Now here’s a nice feel-good piece of news! A while ago, otters, which were a common sight in British rivers, started to disappear due to being threatened by our overuse of pesticides. Now though, they are back in all regions of England and Wales. Also, the Thames river (which was previously so polluted it was classed “biologically dead”, but this year won the world’s biggest environmental prize due to a massive clean-up operation that brought it back to life), saw record numbers of sea trout in 2010.

Water quality in English and Welsh rivers has improved year on year for the past 20 years, according to the Government, and many are benefiting as a result. Now, the Environment Agency wants to see if we can go further, by encouraging farmers, businesses and water companies to make their technology even greener and reduce pollution even further and keep the water quality on the up.

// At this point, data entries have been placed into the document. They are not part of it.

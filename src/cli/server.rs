//! HTTP server mode exposing the orchestration trigger

use axum::{
    body::Bytes,
    extract::State,
    http::StatusCode,
    response::IntoResponse,
    routing::{get, post},
    Json, Router,
};
use serde_json::{json, Value};
use std::net::SocketAddr;
use std::sync::Arc;
use tower_http::cors::{Any, CorsLayer};
use tower_http::trace::TraceLayer;

use crate::error::{Error, Result};
use crate::orchestrate::OrchestrationHandler;

/// App state shared across handlers
#[derive(Clone)]
struct AppState {
    handler: Arc<OrchestrationHandler>,
}

/// Build the router (separate from `serve` so it can be driven in tests)
pub fn router(handler: Arc<OrchestrationHandler>) -> Router {
    let state = AppState { handler };

    let cors = CorsLayer::new()
        .allow_origin(Any)
        .allow_methods(Any)
        .allow_headers(Any);

    Router::new()
        .route("/health", get(health))
        .route("/trigger", post(trigger))
        .layer(cors)
        .layer(TraceLayer::new_for_http())
        .with_state(Arc::new(state))
}

/// Start the HTTP server
pub async fn serve(handler: Arc<OrchestrationHandler>, port: u16) -> Result<()> {
    let app = router(handler);

    let addr = SocketAddr::from(([0, 0, 0, 0], port));
    tracing::info!("Starting HTTP server on http://{}", addr);

    let listener = tokio::net::TcpListener::bind(addr)
        .await
        .map_err(|e| Error::config(format!("Failed to bind to port {port}: {e}")))?;

    axum::serve(listener, app)
        .await
        .map_err(|e| Error::config(format!("Server error: {e}")))?;

    Ok(())
}

/// Health check endpoint
async fn health() -> impl IntoResponse {
    Json(json!({ "status": "ok" }))
}

/// Run one orchestration invocation
///
/// The body is the trigger payload. It is only logged, so anything that is
/// not JSON is passed through as a string.
async fn trigger(State(state): State<Arc<AppState>>, body: Bytes) -> impl IntoResponse {
    let payload = if body.is_empty() {
        Value::Null
    } else {
        serde_json::from_slice(&body)
            .unwrap_or_else(|_| Value::String(String::from_utf8_lossy(&body).into_owned()))
    };

    let response = state.handler.invoke(&payload).await;
    let status =
        StatusCode::from_u16(response.status_code).unwrap_or(StatusCode::INTERNAL_SERVER_ERROR);

    (status, Json(response))
}
//! CLI runner - executes commands

use crate::cli::commands::{Cli, Commands};
use crate::config::PipelineConfig;
use crate::error::{Error, Result};
use crate::orchestrate::{HttpCatalogRefresher, HttpJobRunner, OrchestrationHandler};
use crate::transform::TransformJob;
use serde_json::Value;
use std::process::ExitCode;
use std::sync::Arc;
use std::time::Instant;
use tracing::{error, info};

/// CLI runner
pub struct Runner {
    cli: Cli,
}

impl Runner {
    /// Create a new runner
    pub fn new(cli: Cli) -> Self {
        Self { cli }
    }

    /// Run the CLI command
    pub async fn run(&self) -> Result<ExitCode> {
        let mut config = self.load_config()?;

        match &self.cli.command {
            Commands::Transform {
                source,
                destination,
                write_mode,
            } => {
                if let Some(source) = source {
                    config.transform.source.clone_from(source);
                }
                if let Some(destination) = destination {
                    config.transform.destination.clone_from(destination);
                }
                if let Some(mode) = write_mode {
                    config.transform.write_mode = (*mode).into();
                }
                config.validate()?;
                self.transform(&config).await
            }
            Commands::Trigger {
                payload,
                poll_interval,
            } => {
                if let Some(secs) = poll_interval {
                    config.orchestration.poll_interval_secs = *secs;
                }
                self.trigger(&config, payload.as_deref()).await
            }
            Commands::Serve { port } => {
                let handler = Arc::new(build_handler(&config)?);
                crate::cli::serve(handler, *port).await?;
                Ok(ExitCode::SUCCESS)
            }
            Commands::Validate => {
                config.validate()?;
                print!("{}", serde_yaml::to_string(&config)?);
                Ok(ExitCode::SUCCESS)
            }
        }
    }

    /// Load configuration, falling back to defaults when no file is given
    fn load_config(&self) -> Result<PipelineConfig> {
        match &self.cli.config {
            Some(path) => PipelineConfig::load(path),
            None => Ok(PipelineConfig::default()),
        }
    }

    /// Run the transform job once
    async fn transform(&self, config: &PipelineConfig) -> Result<ExitCode> {
        let start = Instant::now();
        let job = TransformJob::from_config(&config.transform)?;

        match job.run().await {
            Ok(report) => {
                info!(
                    elapsed_ms = start.elapsed().as_millis() as u64,
                    rows = report.rows_written,
                    "Transform finished"
                );
                println!("{}", serde_json::to_string_pretty(&report)?);
                Ok(ExitCode::SUCCESS)
            }
            Err(e) => {
                if e.is_fatal_for_transform() {
                    error!(error = %e, "Transform job aborted");
                }
                Err(e)
            }
        }
    }

    /// Run one orchestration invocation and print the response
    async fn trigger(&self, config: &PipelineConfig, payload: Option<&str>) -> Result<ExitCode> {
        let payload = parse_payload(payload)?;
        let handler = build_handler(config)?;

        let response = handler.invoke(&payload).await;
        println!("{}", serde_json::to_string_pretty(&response)?);

        Ok(if response.is_success() {
            ExitCode::SUCCESS
        } else {
            ExitCode::FAILURE
        })
    }
}

/// Build a handler wired to the HTTP job and catalog services
pub fn build_handler(config: &PipelineConfig) -> Result<OrchestrationHandler> {
    let jobs = HttpJobRunner::new(&config.service)?;
    let catalog = HttpCatalogRefresher::new(&config.service)?;
    Ok(OrchestrationHandler::new(
        config.orchestration.clone(),
        Arc::new(jobs),
        Arc::new(catalog),
    ))
}

/// Parse an optional JSON payload (absent means `null`)
fn parse_payload(payload: Option<&str>) -> Result<Value> {
    match payload {
        Some(raw) => serde_json::from_str(raw)
            .map_err(|e| Error::config(format!("Invalid --payload JSON: {e}"))),
        None => Ok(Value::Null),
    }
}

Dr Rob Cunningham, the RSPB’s head of water policy, said: ”No-one is going to deny water quality has improved, largely in response to massive investment by the water industry.

”But a recent report by the Environment Agency showed that almost three-quarters of the rivers in England and Wales were still falling below European water-quality targets because they don’t support the fish, plants or bugs they are expected to while our most precious rivers and canals, those designated as Sites of Special Scientific Interest, have failed to improve in the past four years.

”So the Noughties might have shown some improvement thanks to the hard work of the water industry, its customers and regulators, but the next 10 years will be vital in tackling the persistent problems that continue to threaten our wetland species and habitats so they are ready for the changes that are coming with climate change.”